The complex nature of the industry demands immediate attention by the Government. In the market place there is a severe distortion which leads to the injustices which this Bill, only in a very small part, will help to remedy. It is the responsibility of the Government to take legislative action to correct the injustices. It is not sufficient to allow the oil industry itself to do so. Several conferences have been held on the matter. My opinion is that the Government has reached a point of dissatisfaction with the oil companies which do not appear to recognise the needs of the market place. In fairness to the oil companies and the oil industry, I point out that it is necessary to realise that refinery problems are complex. The refining of the product by breaking it down into various components, creates many difficulties. Some companies have difficulty in moving and distributing some of their products, whereas they are able to remove or to sell a major part of another section of that product. This situation leads to that company exerting great pressure in order to obtain sales in the market place. Also, the pricing policy of Australian crude oil has led to companies scrambling in the market place for volume. They seek this volume in order to maintain their Australian allocation and they engage in what I consider to be unfair practices in the market place.

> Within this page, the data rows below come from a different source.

//! Image acquisition for picture puzzles.
//!
//! The tile engine needs exactly one thing from this crate: an image to cut
//! into tiles. [`ImageSource::fetch_image`] always delivers one. When the
//! network is down, the request fails, or the bytes are not an image, the
//! well-known default image is returned instead and the cause is logged.
//!
//! # Examples
//!
//! ```
//! use picswap_core::TileSource;
//! use picswap_image::{ImageDescriptor, ImageLoader, ImageSource, Offline};
//!
//! let loader = ImageLoader::new(Offline);
//! let loaded = loader.fetch_image(&ImageDescriptor::default());
//!
//! // Offline, so the default image stands in.
//! assert!(loaded.origin.is_fallback());
//! assert_eq!(loaded.dimensions(), (1024, 1024));
//! ```

mod connectivity;
mod fallback;
mod loader;
mod source;

pub use self::{
    connectivity::{Connectivity, Offline, TcpProbe},
    fallback::{DEFAULT_IMAGE_NAME, DEFAULT_IMAGE_SIZE, default_image},
    loader::{DEFAULT_IMAGE_URL, DEFAULT_TIMEOUT, FetchError, ImageLoader},
    source::{ImageDescriptor, ImageOrigin, ImageSource, LoadedImage},
};
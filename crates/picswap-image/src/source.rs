use std::{fmt, path::PathBuf};

use image::DynamicImage;
use picswap_core::{TileRect, TileSource};

use crate::{DEFAULT_IMAGE_NAME, DEFAULT_IMAGE_URL, default_image};

/// Where to get a puzzle image from.
#[derive(Debug, Clone, PartialEq, Eq)]
pub enum ImageDescriptor {
    /// Download from an HTTP(S) URL.
    Url(String),
    /// Read from a local file.
    File(PathBuf),
    /// Use the default image directly.
    Default,
}

impl Default for ImageDescriptor {
    fn default() -> Self {
        Self::Url(DEFAULT_IMAGE_URL.to_owned())
    }
}

impl fmt::Display for ImageDescriptor {
    fn fmt(&self, f: &mut fmt::Formatter<'_>) -> fmt::Result {
        match self {
            Self::Url(url) => f.write_str(url),
            Self::File(path) => write!(f, "{}", path.display()),
            Self::Default => f.write_str(DEFAULT_IMAGE_NAME),
        }
    }
}

/// How a [`LoadedImage`] was obtained.
#[derive(Debug, Clone, Copy, PartialEq, Eq, derive_more::IsVariant)]
pub enum ImageOrigin {
    /// Downloaded from a URL.
    Remote,
    /// Read from a local file.
    File,
    /// The default image, either requested or substituted after a failure.
    Fallback,
}

/// A decoded image ready to be cut into tiles.
#[derive(Debug, Clone)]
pub struct LoadedImage {
    /// The pixels.
    pub image: DynamicImage,
    /// Where the pixels came from.
    pub origin: ImageOrigin,
}

impl LoadedImage {
    /// Wraps the default image.
    #[must_use]
    pub fn fallback() -> Self {
        Self {
            image: default_image(),
            origin: ImageOrigin::Fallback,
        }
    }
}

impl TileSource for LoadedImage {
    type Region = DynamicImage;

    fn dimensions(&self) -> (u32, u32) {
        (self.image.width(), self.image.height())
    }

    fn crop(&self, rect: TileRect) -> DynamicImage {
        self.image.crop_imm(rect.x, rect.y, rect.width, rect.height)
    }
}

/// Capability to produce a puzzle image.
///
/// Implementations never fail: any problem is absorbed by returning the
/// default image. Fetching may block on I/O, so callers that must stay
/// responsive run it on a background thread.
pub trait ImageSource {
    /// Produces the image described by `descriptor`, or the default image.
    fn fetch_image(&self, descriptor: &ImageDescriptor) -> LoadedImage;
}

impl<S: ImageSource + ?Sized> ImageSource for &S {
    fn fetch_image(&self, descriptor: &ImageDescriptor) -> LoadedImage {
        (**self).fetch_image(descriptor)
    }
}

#[cfg(test)]
mod tests {
    use picswap_core::{GridSize, partition};

    use super::*;

    #[test]
    fn test_crop_tiles_from_loaded_image() {
        let loaded = LoadedImage::fallback();
        let rects = partition(loaded.image.width(), loaded.image.height(), GridSize::DEFAULT);
        let tiles: Vec<_> = rects.iter().map(|&rect| loaded.crop(rect)).collect();

        assert_eq!(tiles.len(), 9);
        for tile in &tiles {
            assert_eq!((tile.width(), tile.height()), (341, 341));
        }
        assert_ne!(tiles[0].as_bytes(), tiles[1].as_bytes());
    }

    #[test]
    fn test_descriptor_display() {
        assert_eq!(ImageDescriptor::default().to_string(), DEFAULT_IMAGE_URL);
        assert_eq!(ImageDescriptor::Default.to_string(), DEFAULT_IMAGE_NAME);
        assert_eq!(
            ImageDescriptor::File(PathBuf::from("cat.png")).to_string(),
            "cat.png"
        );
    }
}
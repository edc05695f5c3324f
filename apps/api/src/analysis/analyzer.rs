//! Contract analyzer: pluggable producer of `AnalysisResult`.
//!
//! `GeminiAnalyzer` sends every uploaded file to the vision model in one call.
//! `DemoAnalyzer` returns a canned result and never touches the network.
//!
//! `AppState` holds an `Arc<dyn ContractAnalyzer>`, chosen at startup from
//! `ANALYZER_MODE`.

use async_trait::async_trait;
use tracing::info;

use crate::analysis::demo::demo_result;
use crate::analysis::models::AnalysisResult;
use crate::analysis::prompts::{analysis_system_prompt, analysis_user_prompt};
use crate::analysis::upload::UploadedFile;
use crate::errors::AppError;
use crate::llm_client::{GenerateRequest, LlmClient, Part, ANALYSIS_MODEL};

#[async_trait]
pub trait ContractAnalyzer: Send + Sync {
    async fn analyze(&self, files: &[UploadedFile]) -> Result<AnalysisResult, AppError>;

    /// "gemini" | "demo", surfaced in job responses.
    fn backend(&self) -> &'static str;
}

pub struct GeminiAnalyzer {
    llm: LlmClient,
}

impl GeminiAnalyzer {
    pub fn new(llm: LlmClient) -> Self {
        Self { llm }
    }
}

#[async_trait]
impl ContractAnalyzer for GeminiAnalyzer {
    async fn analyze(&self, files: &[UploadedFile]) -> Result<AnalysisResult, AppError> {
        if files.is_empty() {
            return Err(AppError::Validation(
                "At least one contract file is required".to_string(),
            ));
        }

        let system = analysis_system_prompt();
        let mut parts: Vec<Part> = files
            .iter()
            .map(|f| Part::bytes(&f.bytes, &f.mime_type))
            .collect();
        parts.push(Part::text(analysis_user_prompt(files.len())));

        let request = GenerateRequest {
            model: ANALYSIS_MODEL,
            system: Some(&system),
            parts,
            temperature: 0.0,
            json_output: true,
        };

        info!("Analyzing {} contract file(s) with {}", files.len(), ANALYSIS_MODEL);

        let result: AnalysisResult = self
            .llm
            .generate_json(&request)
            .await
            .map_err(|e| AppError::Llm(format!("계약서 분석 중 오류가 발생했습니다: {e}")))?;

        result
            .validate()
            .map_err(|e| AppError::UnprocessableEntity(e.to_string()))?;

        info!(
            "Analysis returned {} risk clause(s), overall={}",
            result.risk_clauses.len(),
            result.overall_risk_level
        );
        Ok(result)
    }

    fn backend(&self) -> &'static str {
        "gemini"
    }
}

pub struct DemoAnalyzer;

#[async_trait]
impl ContractAnalyzer for DemoAnalyzer {
    async fn analyze(&self, _files: &[UploadedFile]) -> Result<AnalysisResult, AppError> {
        Ok(demo_result())
    }

    fn backend(&self) -> &'static str {
        "demo"
    }
}
use std::path::PathBuf;
use std::str::FromStr;
use std::time::Duration;

use anyhow::{bail, Context, Result};

/// Which contract analyzer backs `/api/v1/analyses`.
#[derive(Debug, Clone, Copy, PartialEq, Eq)]
pub enum AnalyzerMode {
    /// Calls Gemini with the uploaded files.
    Live,
    /// Returns the canned sample analysis; no API key needed.
    Demo,
}

impl FromStr for AnalyzerMode {
    type Err = anyhow::Error;

    fn from_str(s: &str) -> Result<Self> {
        match s.trim().to_ascii_lowercase().as_str() {
            "live" => Ok(AnalyzerMode::Live),
            "demo" => Ok(AnalyzerMode::Demo),
            other => bail!("ANALYZER_MODE must be 'live' or 'demo', got '{other}'"),
        }
    }
}

/// Application configuration loaded from environment variables.
/// Fails at startup if a required variable is missing or malformed.
#[derive(Debug, Clone)]
pub struct Config {
    pub analyzer_mode: AnalyzerMode,
    /// Required in live mode and for chat / index building.
    pub gemini_api_key: Option<String>,
    pub reference_data_dir: PathBuf,
    pub vector_store_path: PathBuf,
    pub rag_top_k: usize,
    /// How long a finished analysis job stays pollable before it is evicted.
    pub job_retention: Duration,
    pub port: u16,
    pub rust_log: String,
}

impl Config {
    pub fn from_env() -> Result<Self> {
        dotenvy::dotenv().ok(); // load .env if present; ignore if missing
        Self::from_lookup(|key| std::env::var(key).ok())
    }

    fn from_lookup(get: impl Fn(&str) -> Option<String>) -> Result<Self> {
        let analyzer_mode: AnalyzerMode = get("ANALYZER_MODE")
            .unwrap_or_else(|| "live".to_string())
            .parse()?;

        let gemini_api_key = get("GEMINI_API_KEY")
            .or_else(|| get("GOOGLE_API_KEY"))
            .filter(|k| !k.trim().is_empty());
        if analyzer_mode == AnalyzerMode::Live && gemini_api_key.is_none() {
            bail!("Required environment variable 'GEMINI_API_KEY' is not set (or use ANALYZER_MODE=demo)");
        }

        Ok(Config {
            analyzer_mode,
            gemini_api_key,
            reference_data_dir: get("REFERENCE_DATA_DIR")
                .unwrap_or_else(|| "./data".to_string())
                .into(),
            vector_store_path: get("VECTOR_STORE_PATH")
                .unwrap_or_else(|| "./vector_store.json".to_string())
                .into(),
            rag_top_k: get("RAG_TOP_K")
                .unwrap_or_else(|| "3".to_string())
                .parse::<usize>()
                .context("RAG_TOP_K must be a positive integer")?
                .max(1),
            job_retention: Duration::from_secs(
                get("JOB_RETENTION_SECS")
                    .unwrap_or_else(|| "1800".to_string())
                    .parse::<u64>()
                    .context("JOB_RETENTION_SECS must be a non-negative integer")?,
            ),
            port: get("PORT")
                .unwrap_or_else(|| "8080".to_string())
                .parse::<u16>()
                .context("PORT must be a valid port number")?,
            rust_log: get("RUST_LOG").unwrap_or_else(|| "info".to_string()),
        })
    }

    pub fn require_api_key(&self) -> Result<&str> {
        self.gemini_api_key
            .as_deref()
            .context("Required environment variable 'GEMINI_API_KEY' is not set")
    }
}
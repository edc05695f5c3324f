// Shared prompt fragments used by more than one service.
// Each service that needs LLM calls defines its own prompts.rs alongside it.

/// Persona shared by the contract analyzer and the labor-law chat.
pub const LABOR_LAW_EXPERT: &str = "당신은 한국 근로기준법 전문가입니다.";

/// Appended to every prompt whose answer is shown to end users.
pub const KOREAN_ONLY_INSTRUCTION: &str = "응답은 반드시 한국어로 작성하세요.";

/// System prompt fragment that enforces JSON-only output.
pub const JSON_ONLY_INSTRUCTION: &str = "\
    반드시 유효한 JSON 객체 하나만 출력하세요. \
    JSON 바깥의 텍스트, 마크다운 코드 펜스, 설명을 포함하지 마세요.";
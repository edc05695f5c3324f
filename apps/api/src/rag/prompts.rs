// Labor-law chat prompt templates.

use crate::llm_client::prompts::{KOREAN_ONLY_INSTRUCTION, LABOR_LAW_EXPERT};

pub const CHAT_SYSTEM_BODY: &str = "\
사용자의 질문에 친절하고 정확하게 답변해주세요.

답변 시:
1. 관련 법조항을 명확히 인용하세요
2. 쉬운 말로 설명하세요
3. 가능하면 실제 예시를 들어 설명하세요

답변 형식:
📌 **핵심 답변**: (한 문장 요약)

⚖️ **법적 근거**:
(관련 법조항 인용)

🗣️ **쉬운 설명**:
(일반인이 이해하기 쉽게 풀어서 설명)";

pub fn chat_system_prompt() -> String {
    format!("{LABOR_LAW_EXPERT}\n{CHAT_SYSTEM_BODY}\n\n{KOREAN_ONLY_INSTRUCTION}")
}

/// Question first, then the optional contract, then numbered reference material.
pub fn chat_user_prompt(question: &str, contract_text: &str, sources: &[String]) -> String {
    let mut prompt = format!("질문: {question}\n\n");

    if !contract_text.trim().is_empty() {
        prompt.push_str(&format!("계약서 내용:\n{contract_text}\n\n"));
    }

    if !sources.is_empty() {
        prompt.push_str("참고 자료:\n");
        for (i, source) in sources.iter().enumerate() {
            prompt.push_str(&format!("\n[자료 {}]\n{}\n", i + 1, source));
        }
    }

    prompt
}
// Contract analysis: file intake, the pluggable analyzer, and background jobs.
// All LLM calls go through llm_client; highlighting lives in crate::highlight.

pub mod analyzer;
pub mod demo;
pub mod handlers;
pub mod jobs;
pub mod mandatory;
pub mod models;
pub mod prompts;
pub mod upload;
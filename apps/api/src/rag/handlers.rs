//! Axum route handlers for the chat API.

use axum::{extract::State, Json};

use crate::errors::AppError;
use crate::rag::chat::{chat_with_contract, ChatRequest, ChatResponse};
use crate::state::AppState;

/// POST /api/v1/chat
pub async fn handle_chat(
    State(state): State<AppState>,
    Json(request): Json<ChatRequest>,
) -> Result<Json<ChatResponse>, AppError> {
    if request.question.trim().is_empty() {
        return Err(AppError::Validation("question cannot be empty".to_string()));
    }

    let llm = state.llm.as_ref().ok_or_else(|| {
        AppError::Validation("Chat requires GEMINI_API_KEY to be configured".to_string())
    })?;

    let response = chat_with_contract(
        llm,
        state.reference_index.as_deref(),
        state.config.rag_top_k,
        &request,
    )
    .await;
    Ok(Json(response))
}
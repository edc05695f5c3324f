//! Recursive character splitter for reference documents.
//!
//! Tries paragraph breaks first, then line breaks, then spaces, then single
//! characters, and greedily merges the pieces into chunks of at most
//! `chunk_size` characters with up to `overlap` characters carried between
//! neighbouring chunks.

use std::collections::VecDeque;

pub const DEFAULT_CHUNK_SIZE: usize = 1000;
pub const DEFAULT_CHUNK_OVERLAP: usize = 200;

const SEPARATORS: [&str; 4] = ["\n\n", "\n", " ", ""];

fn char_len(s: &str) -> usize {
    s.chars().count()
}

pub fn split_text(text: &str, chunk_size: usize, overlap: usize) -> Vec<String> {
    let overlap = overlap.min(chunk_size.saturating_sub(1));
    split_recursive(text, &SEPARATORS, chunk_size.max(1), overlap)
}

fn split_recursive(text: &str, separators: &[&str], chunk_size: usize, overlap: usize) -> Vec<String> {
    let (idx, separator) = separators
        .iter()
        .enumerate()
        .find(|(_, sep)| sep.is_empty() || text.contains(**sep))
        .map(|(i, sep)| (i, *sep))
        .unwrap_or((separators.len().saturating_sub(1), ""));
    let remaining = &separators[(idx + 1).min(separators.len())..];

    let pieces: Vec<String> = if separator.is_empty() {
        text.chars().map(String::from).collect()
    } else {
        text.split(separator)
            .filter(|p| !p.is_empty())
            .map(String::from)
            .collect()
    };

    let mut chunks = Vec::new();
    let mut fitting: Vec<String> = Vec::new();

    for piece in pieces {
        if char_len(&piece) < chunk_size {
            fitting.push(piece);
            continue;
        }
        if !fitting.is_empty() {
            chunks.extend(merge_pieces(&fitting, separator, chunk_size, overlap));
            fitting.clear();
        }
        if remaining.is_empty() {
            chunks.push(piece);
        } else {
            chunks.extend(split_recursive(&piece, remaining, chunk_size, overlap));
        }
    }
    if !fitting.is_empty() {
        chunks.extend(merge_pieces(&fitting, separator, chunk_size, overlap));
    }
    chunks
}

/// Greedily joins pieces with `separator` into chunks, keeping a tail of at most
/// `overlap` characters from the previous chunk.
fn merge_pieces(pieces: &[String], separator: &str, chunk_size: usize, overlap: usize) -> Vec<String> {
    let sep_len = char_len(separator);
    let mut chunks = Vec::new();
    let mut window: VecDeque<&str> = VecDeque::new();
    let mut total = 0usize;

    for piece in pieces {
        let len = char_len(piece);
        let joiner = if window.is_empty() { 0 } else { sep_len };

        if total + len + joiner > chunk_size && !window.is_empty() {
            push_chunk(&mut chunks, &window, separator);
            while total > overlap
                || (total > 0 && total + len + if window.is_empty() { 0 } else { sep_len } > chunk_size)
            {
                let Some(front) = window.pop_front() else {
                    break;
                };
                total -= char_len(front) + if window.is_empty() { 0 } else { sep_len };
            }
        }

        total += len + if window.is_empty() { 0 } else { sep_len };
        window.push_back(piece);
    }
    push_chunk(&mut chunks, &window, separator);
    chunks
}

fn push_chunk(chunks: &mut Vec<String>, window: &VecDeque<&str>, separator: &str) {
    let joined = window.iter().copied().collect::<Vec<_>>().join(separator);
    let trimmed = joined.trim();
    if !trimmed.is_empty() {
        chunks.push(trimmed.to_string());
    }
}

#[cfg(test)]
mod tests {
    use super::*;

    #[test]
    fn test_short_text_is_single_chunk() {
        let chunks = split_text("근로기준법 제54조 (휴게)", 1000, 200);
        assert_eq!(chunks, vec!["근로기준법 제54조 (휴게)"]);
    }

    #[test]
    fn test_empty_text_yields_nothing() {
        assert!(split_text("", 100, 10).is_empty());
        assert!(split_text("   \n\n  ", 100, 10).is_empty());
    }

    #[test]
    fn test_paragraphs_are_preferred_boundaries() {
        let text = format!("{}\n\n{}", "가".repeat(30), "나".repeat(30));
        let chunks = split_text(&text, 40, 0);
        assert_eq!(chunks, vec!["가".repeat(30), "나".repeat(30)]);
    }

    #[test]
    fn test_chunks_respect_size_limit() {
        let text = "word ".repeat(500);
        let chunks = split_text(&text, 100, 20);
        assert!(chunks.len() > 1);
        assert!(chunks.iter().all(|c| c.chars().count() <= 100));
    }

    #[test]
    fn test_neighbouring_chunks_overlap() {
        let words: Vec<String> = (0..60).map(|i| format!("w{i:02}")).collect();
        let text = words.join(" ");
        let chunks = split_text(&text, 40, 12);
        assert!(chunks.len() > 1);
        let last_of_first = chunks[0].split(' ').last().unwrap();
        assert!(chunks[1].split(' ').any(|w| w == last_of_first));
    }

    #[test]
    fn test_long_unbroken_run_falls_back_to_characters() {
        let text = "가".repeat(250);
        let chunks = split_text(&text, 100, 0);
        assert_eq!(chunks.len(), 3);
        assert_eq!(chunks[0].chars().count(), 100);
        assert_eq!(chunks[2].chars().count(), 50);
    }
}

The royal commission report indicated that errors which were made two decades ago have led to our problems today. The companies over invested in distribution outlets and are now going through a process of divestment. In doing so, they are causing considerable hardship which would never have been permitted if the industry had been rural. The hardship in rural industry has led to some legislation going through the Senate which will reconstruct the industry and allow those who participate in it some chance to disengage. What has happened in the market place in relation to petrol distribution as a result of the divestment policy which the companies are now following and which must be supported by the Government, is that many small distributors are being forced to the wall in a discount operation which is grossly unfair. I have spoken before in this chamber about the practice of a giant coming into an area and destroying a small operator. In the past we considered that to be an unfair practice. It is now considered to be a fair practice that the small and the weak company should be forced into bankruptcy, and that is what is happening throughout Australia.
– Could you not say on the other hand that the small groups or the small companies have taken advantage of low costs and high volume while they have been in the discounting business?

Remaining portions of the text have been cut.